Assignment:
Copy the whole listing verbatim.

Entries supplied:
-*-*-

//! User entity for back-office accounts

use sea_orm::entity::prelude::*;
use serde::{Deserialize, Serialize};

#[derive(Clone, Debug, PartialEq, DeriveEntityModel, Serialize, Deserialize)]
#[sea_orm(table_name = "users")]
pub struct Model {
    #[sea_orm(primary_key)]
    pub id: i32,

    /// Login name (unique)
    #[sea_orm(unique)]
    pub username: String,

    pub nickname: String,

    pub email: String,

    pub phone: String,

    pub gender: String,

    /// 1 = enabled, 0 = disabled
    pub status: i32,

    /// Argon2id password hash
    #[serde(skip_serializing)]
    pub password_hash: String,

    pub created_at: ChronoDateTimeUtc,

    pub updated_at: ChronoDateTimeUtc,
}

#[derive(Copy, Clone, Debug, EnumIter, DeriveRelation)]
pub enum Relation {
    /// Role assignments of this user
    #[sea_orm(has_many = "super::user_role::Entity")]
    UserRoles,
}

impl Related<super::user_role::Entity> for Entity {
    fn to() -> RelationDef {
        Relation::UserRoles.def()
    }
}

impl Related<super::role::Entity> for Entity {
    fn to() -> RelationDef {
        super::user_role::Relation::Role.def()
    }

    fn via() -> Option<RelationDef> {
        Some(super::user_role::Relation::User.def().rev())
    }
}

impl ActiveModelBehavior for ActiveModel {}
//! AccessLog entity: one persisted HTTP request/response summary

use sea_orm::entity::prelude::*;
use serde::{Deserialize, Serialize};

#[derive(Clone, Debug, PartialEq, DeriveEntityModel, Serialize, Deserialize)]
#[sea_orm(table_name = "logs")]
pub struct Model {
    #[sea_orm(primary_key)]
    pub id: i32,

    /// Request completion time
    pub timestamp: ChronoDateTimeUtc,

    pub method: String,

    #[sea_orm(column_type = "Text")]
    pub path: String,

    #[sea_orm(column_type = "Text")]
    pub query: String,

    pub ip: String,

    #[sea_orm(column_type = "Text")]
    pub user_agent: String,

    pub status: i32,

    pub latency_ms: i64,

    pub handler: String,

    /// JSON-encoded captured request body
    #[sea_orm(column_type = "Text", nullable)]
    pub request: Option<String>,

    /// JSON-encoded captured response body
    #[sea_orm(column_type = "Text", nullable)]
    pub response: Option<String>,

    /// Handler errors, newline separated
    #[sea_orm(column_type = "Text")]
    pub errors: String,

    pub content_length: i64,

    pub truncated: bool,

    pub created_at: ChronoDateTimeUtc,

    pub updated_at: ChronoDateTimeUtc,

    /// Set when the record is deleted; such rows are invisible to reads
    pub deleted_at: Option<ChronoDateTimeUtc>,
}

#[derive(Copy, Clone, Debug, EnumIter, DeriveRelation)]
pub enum Relation {}

impl ActiveModelBehavior for ActiveModel {}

-*-*-

Response box:
//! User entity for back-office accounts

use sea_orm::entity::prelude::*;
use serde::{Deserialize, Serialize};

#[derive(Clone, Debug, PartialEq, DeriveEntityModel, Serialize, Deserialize)]
#[sea_orm(table_name = "users")]
pub struct Model {
    #[sea_orm(primary_key)]
    pub id: i32,

    /// Login name (unique)
    #[sea_orm(unique)]
    pub username: String,

    pub nickname: String,

    pub email: String,

    pub phone: String,

    pub gender: String,

    /// 1 = enabled, 0 = disabled
    pub status: i32,

    /// Argon2id password hash
    #[serde(skip_serializing)]
    pub password_hash: String,

    pub created_at: ChronoDateTimeUtc,

    pub updated_at: ChronoDateTimeUtc,
}

#[derive(Copy, Clone, Debug, EnumIter, DeriveRelation)]
pub enum Relation {
    /// Role assignments of this user
    #[sea_orm(has_many = "super::user_role::Entity")]
    UserRoles,
}

impl Related<super::user_role::Entity> for Entity {
    fn to() -> RelationDef {
        Relation::UserRoles.def()
    }
}

impl Related<super::role::Entity> for Entity {
    fn to() -> RelationDef {
        super::user_role::Relation::Role.def()
    }

    fn via() -> Option<RelationDef> {
        Some(super::user_role::Relation::User.def().rev())
    }
}

impl ActiveModelBehavior for ActiveModel {}
//! AccessLog entity: one persisted HTTP request/response summary

use sea_orm::entity::prelude::*;
use serde::{Deserialize, Serialize};

#[derive(Clone, Debug, PartialEq, DeriveEntityModel, Serialize, Deserialize)]
#[sea_orm(table_name = "logs")]
pub struct Model {
    #[sea_orm(primary_key)]
    pub id: i32,

    /// Request completion time
    pub timestamp: ChronoDateTimeUtc,

    pub method: String,

    #[sea_orm(column_type = "Text")]
    pub path: String,

    #[sea_orm(column_type = "Text")]
    pub query: String,

    pub ip: String,

    #[sea_orm(column_type = "Text")]
    pub user_agent: String,

    pub status: i32,

    pub latency_ms: i64,

    pub handler: String,

    /// JSON-encoded captured request body
    #[sea_orm(column_type = "Text", nullable)]
    pub request: Option<String>,

    /// JSON-encoded captured response body
    #[sea_orm(column_type = "Text", nullable)]
    pub response: Option<String>,

    /// Handler errors, newline separated
    #[sea_orm(column_type = "Text")]
    pub errors: String,

    pub content_length: i64,

    pub truncated: bool,

    pub created_at: ChronoDateTimeUtc,

    pub updated_at: ChronoDateTimeUtc,

    /// Set when the record is deleted; such rows are invisible to reads
    pub deleted_at: Option<ChronoDateTimeUtc>,
}

#[derive(Copy, Clone, Debug, EnumIter, DeriveRelation)]
pub enum Relation {}

impl ActiveModelBehavior for ActiveModel {}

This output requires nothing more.